### [What you need to do]
Only reproduce the lines from the line containing "pub mod config;" onward, exactly, through the final line of the data below.

Content starts

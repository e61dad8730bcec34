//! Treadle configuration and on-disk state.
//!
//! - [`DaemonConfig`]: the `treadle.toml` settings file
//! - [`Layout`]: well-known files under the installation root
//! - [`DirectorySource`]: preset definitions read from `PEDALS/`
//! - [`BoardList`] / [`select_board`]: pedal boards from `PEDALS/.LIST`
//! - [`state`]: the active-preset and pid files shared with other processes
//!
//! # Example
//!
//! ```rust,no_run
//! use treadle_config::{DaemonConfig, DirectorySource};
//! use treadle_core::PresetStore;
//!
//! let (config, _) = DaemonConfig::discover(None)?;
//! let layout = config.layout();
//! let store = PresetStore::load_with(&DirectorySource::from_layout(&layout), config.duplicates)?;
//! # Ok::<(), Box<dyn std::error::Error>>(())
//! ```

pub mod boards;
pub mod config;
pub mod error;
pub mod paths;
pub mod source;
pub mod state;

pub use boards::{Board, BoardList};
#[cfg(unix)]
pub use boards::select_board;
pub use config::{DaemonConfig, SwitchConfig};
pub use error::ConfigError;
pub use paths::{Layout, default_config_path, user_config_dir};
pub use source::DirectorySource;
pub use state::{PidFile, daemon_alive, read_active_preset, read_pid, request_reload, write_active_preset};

Content ends

### [Expected answer]
pub mod config;
pub mod error;
pub mod paths;
pub mod source;
pub mod state;

pub use boards::{Board, BoardList};
#[cfg(unix)]
pub use boards::select_board;
pub use config::{DaemonConfig, SwitchConfig};
pub use error::ConfigError;
pub use paths::{Layout, default_config_path, user_config_dir};
pub use source::DirectorySource;
pub use state::{PidFile, daemon_alive, read_active_preset, read_pid, request_reload, write_active_preset};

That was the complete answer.